//! Posed implicit solids.
//!
//! A shape is a [`Pose`] plus a [`ShapeKernel`]: the kernel answers
//! containment and nearest-surface queries in its own canonical frame, and
//! [`Shape3d`] moves query points into that frame and the answers back out.

pub mod cuboid;
pub mod cylinder;
pub mod ellipsoid;
pub mod ramp;
pub mod sphere;
pub mod torus;

use std::fmt;

use approx::AbsDiffEq;
use serde::{Deserialize, Serialize};

use crate::geometry::point::Point3d;
use crate::geometry::pose::Pose;
use crate::geometry::vector::Vec3;

pub use cuboid::Cuboid;
pub use cylinder::Cylinder;
pub use ellipsoid::Ellipsoid;
pub use ramp::Ramp;
pub use sphere::Sphere;
pub use torus::Torus;

pub type Sphere3d = Shape3d<Sphere>;
pub type Cylinder3d = Shape3d<Cylinder>;
pub type Torus3d = Shape3d<Torus>;
pub type Ramp3d = Shape3d<Ramp>;
pub type Box3d = Shape3d<Cuboid>;
pub type Ellipsoid3d = Shape3d<Ellipsoid>;

/// Nearest-surface answer for one query point.
///
/// `distance` is signed: negative is penetration depth, positive is the gap
/// to the surface. `normal` is unit length and points outward.
#[derive(Debug, Clone, Copy, PartialEq)]
pub struct SurfaceQuery {
    pub distance: f64,
    pub closest_point: Point3d,
    pub normal: Vec3,
}

impl SurfaceQuery {
    pub fn new(distance: f64, closest_point: Point3d, normal: Vec3) -> Self {
        Self {
            distance,
            closest_point,
            normal,
        }
    }

    /// Inside or on the surface.
    pub fn is_inside(&self) -> bool {
        self.distance <= 0.0
    }
}

/// Shape-frame geometry of one primitive kind.
pub trait ShapeKernel: Clone + fmt::Debug + fmt::Display {
    const NAME: &'static str;

    /// Whether `point` lies within the surface inflated by `epsilon`.
    fn is_inside_epsilon_local(&self, point: &Point3d, epsilon: f64) -> bool;

    /// Signed distance, closest surface point and outward normal.
    fn evaluate_local(&self, point: &Point3d) -> SurfaceQuery;

    /// Every dimension within `epsilon`, compared independently.
    fn dimensions_equal(&self, other: &Self, epsilon: f64) -> bool;

    /// Same occupied region, modulo the kernel's symmetries.
    fn geometrically_equals(
        &self,
        pose: &Pose,
        other: &Self,
        other_pose: &Pose,
        epsilon: f64,
    ) -> bool;

    /// All dimensions zero. Bypasses validation.
    fn zeroed() -> Self;

    /// All dimensions NaN. Bypasses validation.
    fn nan() -> Self;

    fn contains_nan(&self) -> bool;
}

/// A kernel placed in the world by a pose.
#[derive(Debug, Clone, PartialEq, Serialize, Deserialize)]
pub struct Shape3d<K> {
    pose: Pose,
    kernel: K,
}

impl<K: ShapeKernel> Shape3d<K> {
    pub fn from_parts(pose: Pose, kernel: K) -> Self {
        Self { pose, kernel }
    }

    pub fn pose(&self) -> &Pose {
        &self.pose
    }

    pub fn kernel(&self) -> &K {
        &self.kernel
    }

    pub fn position(&self) -> Point3d {
        self.pose.position()
    }

    pub fn shape_type_name(&self) -> &'static str {
        K::NAME
    }

    pub fn set_pose(&mut self, pose: Pose) {
        self.pose = pose;
    }

    /// Moves the shape by `transform` expressed in its own frame.
    pub fn append_transform(&mut self, transform: &Pose) {
        self.pose.append_transform(transform);
    }

    /// Moves the shape by `transform` expressed in the world frame.
    pub fn apply_transform(&mut self, transform: &Pose) {
        self.pose.prepend_transform(transform);
    }

    pub fn append_translation(&mut self, offset: Vec3) {
        self.pose.append_translation(offset);
    }

    /// Deep copy of `other` into `self`.
    pub fn set(&mut self, other: &Self) {
        self.clone_from(other);
    }

    pub fn transform_to_local(&self, point: &Point3d) -> Point3d {
        self.pose.transform_to_local(point)
    }

    pub fn transform_to_world(&self, point: &Point3d) -> Point3d {
        self.pose.transform_to_world(point)
    }

    /// Signed distance, closest point and outward normal in world coordinates.
    pub fn query(&self, point: &Point3d) -> SurfaceQuery {
        let local = self.kernel.evaluate_local(&self.transform_to_local(point));
        SurfaceQuery {
            distance: local.distance,
            closest_point: self.pose.transform_to_world(&local.closest_point),
            normal: self.pose.transform_vector_to_world(&local.normal),
        }
    }

    pub fn check_if_inside(&self, point: &Point3d) -> bool {
        self.distance(point) <= 0.0
    }

    /// Signed distance to the surface; negative inside.
    pub fn distance(&self, point: &Point3d) -> f64 {
        self.kernel
            .evaluate_local(&self.transform_to_local(point))
            .distance
    }

    pub fn is_inside_or_on_surface(&self, point: &Point3d) -> bool {
        self.is_inside_epsilon(point, 0.0)
    }

    pub fn is_inside_epsilon(&self, point: &Point3d, epsilon: f64) -> bool {
        self.kernel
            .is_inside_epsilon_local(&self.transform_to_local(point), epsilon)
    }

    /// Moves `point` onto the surface when it lies outside; points inside or
    /// on the surface are left untouched. Returns whether `point` moved.
    pub fn orthogonal_projection(&self, point: &mut Point3d) -> bool {
        let query = self.query(point);
        if query.distance > 0.0 {
            *point = query.closest_point;
            true
        } else {
            false
        }
    }

    pub fn orthogonal_projection_copy(&self, point: &Point3d) -> Point3d {
        let mut projected = *point;
        self.orthogonal_projection(&mut projected);
        projected
    }

    /// Pose entries and dimensions each within `epsilon`.
    pub fn epsilon_equals(&self, other: &Self, epsilon: f64) -> bool {
        self.pose.abs_diff_eq(&other.pose, epsilon)
            && self.kernel.dimensions_equal(&other.kernel, epsilon)
    }

    pub fn geometrically_equals(&self, other: &Self, epsilon: f64) -> bool {
        self.kernel
            .geometrically_equals(&self.pose, &other.kernel, &other.pose, epsilon)
    }

    pub fn set_to_zero(&mut self) {
        self.pose.set_to_zero();
        self.kernel = K::zeroed();
    }

    pub fn set_to_nan(&mut self) {
        self.pose.set_to_nan();
        self.kernel = K::nan();
    }

    pub fn contains_nan(&self) -> bool {
        self.pose.contains_nan() || self.kernel.contains_nan()
    }
}

impl<K: ShapeKernel + Default> Default for Shape3d<K> {
    fn default() -> Self {
        Self::from_parts(Pose::identity(), K::default())
    }
}

impl<K: ShapeKernel> fmt::Display for Shape3d<K> {
    fn fmt(&self, f: &mut fmt::Formatter<'_>) -> fmt::Result {
        write!(f, "{}, pose =\n{}", self.kernel, self.pose)
    }
}

/// The closed set of primitive kinds.
#[derive(Debug, Clone, PartialEq, Serialize, Deserialize)]
pub enum Shape {
    Sphere(Sphere3d),
    Cylinder(Cylinder3d),
    Torus(Torus3d),
    Ramp(Ramp3d),
    Box(Box3d),
    Ellipsoid(Ellipsoid3d),
}

/// Runs `$body` with `$shape` bound to the inner `Shape3d` of any variant.
macro_rules! with_shape {
    ($value:expr, $shape:ident => $body:expr) => {
        match $value {
            Shape::Sphere($shape) => $body,
            Shape::Cylinder($shape) => $body,
            Shape::Torus($shape) => $body,
            Shape::Ramp($shape) => $body,
            Shape::Box($shape) => $body,
            Shape::Ellipsoid($shape) => $body,
        }
    };
}

impl Shape {
    pub fn shape_type_name(&self) -> &'static str {
        with_shape!(self, s => s.shape_type_name())
    }

    pub fn pose(&self) -> &Pose {
        with_shape!(self, s => s.pose())
    }

    pub fn query(&self, point: &Point3d) -> SurfaceQuery {
        with_shape!(self, s => s.query(point))
    }

    pub fn check_if_inside(&self, point: &Point3d) -> bool {
        with_shape!(self, s => s.check_if_inside(point))
    }

    pub fn distance(&self, point: &Point3d) -> f64 {
        with_shape!(self, s => s.distance(point))
    }

    pub fn is_inside_or_on_surface(&self, point: &Point3d) -> bool {
        with_shape!(self, s => s.is_inside_or_on_surface(point))
    }

    pub fn is_inside_epsilon(&self, point: &Point3d, epsilon: f64) -> bool {
        with_shape!(self, s => s.is_inside_epsilon(point, epsilon))
    }

    pub fn orthogonal_projection(&self, point: &mut Point3d) -> bool {
        with_shape!(self, s => s.orthogonal_projection(point))
    }

    pub fn orthogonal_projection_copy(&self, point: &Point3d) -> Point3d {
        with_shape!(self, s => s.orthogonal_projection_copy(point))
    }

    /// Component-wise comparison. Shapes of different kinds are never equal.
    pub fn epsilon_equals(&self, other: &Shape, epsilon: f64) -> bool {
        match (self, other) {
            (Shape::Sphere(a), Shape::Sphere(b)) => a.epsilon_equals(b, epsilon),
            (Shape::Cylinder(a), Shape::Cylinder(b)) => a.epsilon_equals(b, epsilon),
            (Shape::Torus(a), Shape::Torus(b)) => a.epsilon_equals(b, epsilon),
            (Shape::Ramp(a), Shape::Ramp(b)) => a.epsilon_equals(b, epsilon),
            (Shape::Box(a), Shape::Box(b)) => a.epsilon_equals(b, epsilon),
            (Shape::Ellipsoid(a), Shape::Ellipsoid(b)) => a.epsilon_equals(b, epsilon),
            _ => false,
        }
    }

    /// Symmetry-aware comparison. Shapes of different kinds are never equal.
    pub fn geometrically_equals(&self, other: &Shape, epsilon: f64) -> bool {
        match (self, other) {
            (Shape::Sphere(a), Shape::Sphere(b)) => a.geometrically_equals(b, epsilon),
            (Shape::Cylinder(a), Shape::Cylinder(b)) => a.geometrically_equals(b, epsilon),
            (Shape::Torus(a), Shape::Torus(b)) => a.geometrically_equals(b, epsilon),
            (Shape::Ramp(a), Shape::Ramp(b)) => a.geometrically_equals(b, epsilon),
            (Shape::Box(a), Shape::Box(b)) => a.geometrically_equals(b, epsilon),
            (Shape::Ellipsoid(a), Shape::Ellipsoid(b)) => a.geometrically_equals(b, epsilon),
            _ => false,
        }
    }

    pub fn set_to_zero(&mut self) {
        with_shape!(self, s => s.set_to_zero())
    }

    pub fn set_to_nan(&mut self) {
        with_shape!(self, s => s.set_to_nan())
    }

    pub fn contains_nan(&self) -> bool {
        with_shape!(self, s => s.contains_nan())
    }
}

impl fmt::Display for Shape {
    fn fmt(&self, f: &mut fmt::Formatter<'_>) -> fmt::Result {
        with_shape!(self, s => fmt::Display::fmt(s, f))
    }
}

impl From<Sphere3d> for Shape {
    fn from(shape: Sphere3d) -> Self {
        Shape::Sphere(shape)
    }
}

impl From<Cylinder3d> for Shape {
    fn from(shape: Cylinder3d) -> Self {
        Shape::Cylinder(shape)
    }
}

impl From<Torus3d> for Shape {
    fn from(shape: Torus3d) -> Self {
        Shape::Torus(shape)
    }
}

impl From<Ramp3d> for Shape {
    fn from(shape: Ramp3d) -> Self {
        Shape::Ramp(shape)
    }
}

impl From<Box3d> for Shape {
    fn from(shape: Box3d) -> Self {
        Shape::Box(shape)
    }
}

impl From<Ellipsoid3d> for Shape {
    fn from(shape: Ellipsoid3d) -> Self {
        Shape::Ellipsoid(shape)
    }
}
__________
WHAT IS NEEDED
You are asked to reproduce word for word the line containing "impl From<Ramp3d> for" and every subsequent line through the end of the entries.

SOLUTION FOR THIS PROBLEM
impl From<Ramp3d> for Shape {
    fn from(shape: Ramp3d) -> Self {
        Shape::Ramp(shape)
    }
}

impl From<Box3d> for Shape {
    fn from(shape: Box3d) -> Self {
        Shape::Box(shape)
    }
}

impl From<Ellipsoid3d> for Shape {
    fn from(shape: Ellipsoid3d) -> Self {
        Shape::Ellipsoid(shape)
    }
}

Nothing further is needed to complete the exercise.